The library provides three levels of implementations (not to be confused with the BLAS levels organization): primitives (L1), kernels (L2), and software APIs (L3). L1 provides parametrized C++ implementations (to be compiled with HLS) of the basic operations found in BLAS. These primitives include modules for computations and for data movement. The first ones have streaming interfaces and carry out the operations, while the second ones move data between on-chip memory and the computation modules. This allows the programmer to construct high-performance logic by interconnecting computation and data mover modules. L2 offers kernel implementation examples aimed at host code developers. L3 provides C/C++ and Python APIs to allow software developers to accelerate BLAS operations using pre-built FPGA images.

For this work we evaluated the BLAS function kernels from L2. These kernels share the same top function, which has only two ports to communicate with external memory (DRAM, HBM or PLRAM). The kernels consist of an instruction processing block, a computation unit (e.g. GEMM), and a timer unit. GEMM **basic**: The architecture of this kernel is composed of the following blocks:

- Systolic array: Implemented using L1 primitives. Its size depends on the datatype and the memory interface. For single precision floating point and 512 bits interface it corresponds to  $16 \times 16$ .
- Data movers: These blocks get data from global memory and send it to the computation blocks, and vice versa.
- Transpose modules: One of the matrices must be transposed before entering the systolic array. This block also acts as a buffer to reuse data.

GEMM multiple compute units (MCU): This kernel is implemented as two parallel instances (compute units) of the previous kernel. Each compute unit has its own dedicated HBM channel. The provided version of this kernel uses four compute units and its intended for the Alveo U250 board. In order to fit the design in the ALveo U50 board only 2 instances could be used. Also the DDR memory had to be changed for HBM.

GEMV **basic:** This kernel follows the same structure as GEMM basic, but with a custom processing block to perform GEMV operation.

GEMV streaming: This kernel does not follow the aforementioned BLAS kernels unique function architecture. Instead, it makes efficient use of the highbandwidth memory. To maximize throughput, it instantiates 16 parallel GEMV compute blocks and connects each one to an individual HBM channel.

#### 3.2 Matrix-matrix multiplication (MMM)

In order to obtain a point of comparison for the results of Vitis BLAS, we included in the evaluation a state of the art implementation for GEMM developed by J. de Fine Licht et al. [9]. They propose a matrix-matrix multiplication (MMM) implementation on FPGA aimed at minimizing off-chip data movement (by reusing data stored in fast on-chip memory) and maximizing performance (computations per I/O operation). They start with a general model for computation, I/O and resource utilization to create a hardware architecture that is highly optimized for the resource available on a target device.

Their I/O model assumes a parallel machine consisting on p processors, each one with S words of fast private memory.
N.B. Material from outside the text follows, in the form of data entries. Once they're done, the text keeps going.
//! # kintent-audit
//!
//! Append-only audit trail for kintent.
//!
//! Every change set handed to the executor produces exactly one
//! [`AuditRecord`], including rejected ones and every retry or conflict
//! re-diff attempt. Records are written as JSON Lines and are never mutated.
//!
//! ## Example Usage
//!
//! ```rust,no_run
//! use kintent_audit::{AuditFilter, AuditLog, Outcome};
//! use kintent_core::AuditConfig;
//!
//! # async fn example() -> Result<(), Box<dyn std::error::Error>> {
//! let log = AuditLog::open(&AuditConfig::default())?;
//! let rolled_back = log
//!     .query(&AuditFilter {
//!         outcome: Some(Outcome::RolledBack),
//!         limit: Some(20),
//!         ..Default::default()
//!     })
//!     .await?;
//! for record in rolled_back {
//!     println!("#{} {}", record.sequence, record.detail);
//! }
//! # Ok(())
//! # }
//! ```

pub mod error;
pub mod logger;
pub mod record;
pub mod storage;

pub use error::AuditError;
pub use logger::{AuditFilter, AuditLog};
pub use record::{AuditRecord, ChangeRecord, Outcome};
pub use storage::{AuditStorage, DualStorage, FileStorage, MemoryStorage, create_storage};
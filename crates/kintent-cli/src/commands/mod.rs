//! CLI command implementations for kintent.

pub mod apply;
pub mod audit;
pub mod compile;
pub mod input;
pub mod plan;

use kintent_adapter_kubectl::KubectlCluster;
use kintent_core::{ClusterConfig, ClusterReader, ClusterWriter};
use kintent_runtime::MemoryCluster;
use std::sync::Arc;

/// Reader and writer for the cluster a command runs against.
#[derive(Clone)]
pub struct ClusterHandle {
    pub reader: Arc<dyn ClusterReader>,
    pub writer: Arc<dyn ClusterWriter>,
}

impl ClusterHandle {
    /// The real cluster through kubectl, or a fresh in-memory one.
    pub fn connect(config: &ClusterConfig, memory: bool) -> Self {
        if memory {
            return Self::memory(Arc::new(MemoryCluster::new()));
        }
        let cluster = Arc::new(KubectlCluster::new(config.clone()));
        Self {
            reader: cluster.clone(),
            writer: cluster,
        }
    }

    pub fn memory(cluster: Arc<MemoryCluster>) -> Self {
        Self {
            reader: cluster.clone(),
            writer: cluster,
        }
    }
}
//! Subset diffing and strategic-merge patches over JSON bodies.
//!
//! Desired manifests only name the fields kintent owns. Comparison is therefore
//! one-sided: a field the desired body does not mention is never compared and
//! never touched. Lists of objects are matched by a merge key (`name` for
//! containers, `containerPort` for ports) the same way the API server's
//! strategic merge does, so patches produced here can be sent as-is with
//! `--type strategic`.

use crate::change::FieldChange;
use serde_json::{Map, Value};

/// Keys that identify list entries, in priority order.
pub const MERGE_KEYS: &[&str] = &["name", "containerPort"];

/// Strategic-merge directive used to remove a keyed list entry.
pub const PATCH_DIRECTIVE: &str = "$patch";

fn merge_key(item: &Value) -> Option<(&'static str, &Value)> {
    let object = item.as_object()?;
    MERGE_KEYS
        .iter()
        .find_map(|key| object.get(*key).map(|value| (*key, value)))
}

fn is_keyed_list(items: &[Value]) -> bool {
    !items.is_empty() && items.iter().all(|item| merge_key(item).is_some())
}

fn find_keyed(items: &[Value], key: &str, key_value: &Value) -> Option<usize> {
    items.iter().position(|item| item.get(key) == Some(key_value))
}

fn key_label(value: &Value) -> String {
    match value {
        Value::String(s) => s.clone(),
        other => other.to_string(),
    }
}

fn child_path(parent: &str, key: &str) -> String {
    if parent.is_empty() {
        key.to_string()
    } else {
        format!("{}.{}", parent, key)
    }
}

/// Compute the patch that makes `observed` contain every field of `desired`.
///
/// Returns `None` when `observed` already agrees, together with one
/// [`FieldChange`] per leaf that differs.
pub fn subset_patch(desired: &Value, observed: &Value) -> (Option<Value>, Vec<FieldChange>) {
    let mut changes = Vec::new();
    let patch = diff_value(desired, Some(observed), "", &mut changes);
    (patch, changes)
}

/// Whether every field named by `desired` has the same value in `observed`.
pub fn is_subset(desired: &Value, observed: &Value) -> bool {
    diff_value(desired, Some(observed), "", &mut Vec::new()).is_none()
}

fn diff_value(
    desired: &Value,
    observed: Option<&Value>,
    path: &str,
    changes: &mut Vec<FieldChange>,
) -> Option<Value> {
    match (desired, observed) {
        (Value::Object(wanted), Some(Value::Object(current))) => {
            let mut patch = Map::new();
            for (key, value) in wanted {
                let child = child_path(path, key);
                if let Some(p) = diff_value(value, current.get(key), &child, changes) {
                    patch.insert(key.clone(), p);
                }
            }
            (!patch.is_empty()).then_some(Value::Object(patch))
        }
        (Value::Array(wanted), Some(Value::Array(current))) if is_keyed_list(wanted) => {
            let mut patch = Vec::new();
            for item in wanted {
                let Some((key, key_value)) = merge_key(item) else {
                    continue;
                };
                let child = format!("{}[{}={}]", path, key, key_label(key_value));
                let existing = find_keyed(current, key, key_value).map(|i| &current[i]);
                if let Some(mut p) = diff_value(item, existing, &child, changes) {
                    if let Value::Object(entry) = &mut p {
                        entry.insert(key.to_string(), key_value.clone());
                    }
                    patch.push(p);
                }
            }
            (!patch.is_empty()).then_some(Value::Array(patch))
        }
        (Value::Array(wanted), Some(Value::Array(current))) => {
            let same = wanted.len() == current.len()
                && wanted.iter().zip(current).all(|(w, c)| is_subset(w, c));
            if same {
                None
            } else {
                changes.push(FieldChange::new(path, observed.cloned(), desired.clone()));
                Some(desired.clone())
            }
        }
        (_, Some(current)) if current == desired => None,
        (_, current) => {
            changes.push(FieldChange::new(path, current.cloned(), desired.clone()));
            Some(desired.clone())
        }
    }
}

/// Apply a strategic-merge patch in place.
///
/// `null` removes an object field; `{"$patch": "delete", <key>: ..}` removes a
/// keyed list entry; any other value replaces or merges.
pub fn apply_patch(target: &mut Value, patch: &Value) {
    match (target, patch) {
        (Value::Object(current), Value::Object(changes)) => {
            for (key, value) in changes {
                if value.is_null() {
                    current.remove(key);
                    continue;
                }
                match current.get_mut(key) {
                    Some(existing) => apply_patch(existing, value),
                    None => {
                        current.insert(key.clone(), strip_directives(value));
                    }
                }
            }
        }
        (Value::Array(current), Value::Array(items)) if is_keyed_list(items) => {
            for item in items {
                let Some((key, key_value)) = merge_key(item) else {
                    continue;
                };
                let delete = item.get(PATCH_DIRECTIVE).and_then(Value::as_str) == Some("delete");
                match (find_keyed(current, key, key_value), delete) {
                    (Some(i), true) => {
                        current.remove(i);
                    }
                    (Some(i), false) => apply_patch(&mut current[i], item),
                    (None, true) => {}
                    (None, false) => current.push(strip_directives(item)),
                }
            }
        }
        (target, patch) => *target = strip_directives(patch),
    }
}

/// Build the patch that undoes `patch` when applied to the result of applying
/// it to `prior`.
pub fn inverse_patch(patch: &Value, prior: &Value) -> Value {
    match (patch, prior) {
        (Value::Object(changes), Value::Object(before)) => {
            let mut inverse = Map::new();
            for (key, value) in changes {
                let restored = match (before.get(key), value) {
                    (Some(old), _) => inverse_patch(value, old),
                    // Null only the leaves the patch introduced.
                    (None, Value::Object(_)) => inverse_patch(value, &Value::Object(Map::new())),
                    (None, _) => Value::Null,
                };
                inverse.insert(key.clone(), restored);
            }
            Value::Object(inverse)
        }
        (Value::Array(items), Value::Array(before)) if is_keyed_list(items) => {
            let mut inverse = Vec::new();
            for item in items {
                let Some((key, key_value)) = merge_key(item) else {
                    continue;
                };
                match find_keyed(before, key, key_value) {
                    Some(i) => {
                        let mut restored = inverse_patch(item, &before[i]);
                        if let Value::Object(entry) = &mut restored {
                            entry.insert(key.to_string(), key_value.clone());
                        }
                        inverse.push(restored);
                    }
                    None => {
                        let mut removal = Map::new();
                        removal.insert(key.to_string(), key_value.clone());
                        removal.insert(PATCH_DIRECTIVE.to_string(), Value::from("delete"));
                        inverse.push(Value::Object(removal));
                    }
                }
            }
            Value::Array(inverse)
        }
        (_, prior) => prior.clone(),
    }
}

fn strip_directives(value: &Value) -> Value {
    match value {
        Value::Object(map) => Value::Object(
            map.iter()
                .filter(|(_, v)| !v.is_null())
                .map(|(k, v)| (k.clone(), strip_directives(v)))
                .collect(),
        ),
        Value::Array(items) => Value::Array(
            items
                .iter()
                .filter(|item| item.get(PATCH_DIRECTIVE).is_none())
                .map(strip_directives)
                .collect(),
        ),
        other => other.clone(),
    }
}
To perform an arithmetic operation, each processor must have all operands in its fast memory. They model the MMM algorithm as a computation directed acyclic graph (CDAG), where each vertex corresponds to a unique value during the execution and the edges represent data dependencies between them.

They constrain their model based on FPGA available resources and characteristics (number of ports and limited fan-out) to maximize the computation throughput and favour routability. They reach a logic hierarchy which encapsulates various FPGA resources and guides the implementation to minimize I/O and maximize performance. The implementation follows a systolic array architecture, were  $N_p$  processing elements (PE) consume pre-fetched elements of the matrices A and B in a stream-like fashion. Each PE holds  $N_c$  compute units (CU) and each one of them is capable of producing one output product (partial result of matrix C) every clock cycle. The PEs are encapsulated in compute tiles, which are in turn grouped in block tiles. On top, a memory tile encapsulates the block tiles, using all available memory blocks of the FPGA. The parallelism is determined by the number of compute units.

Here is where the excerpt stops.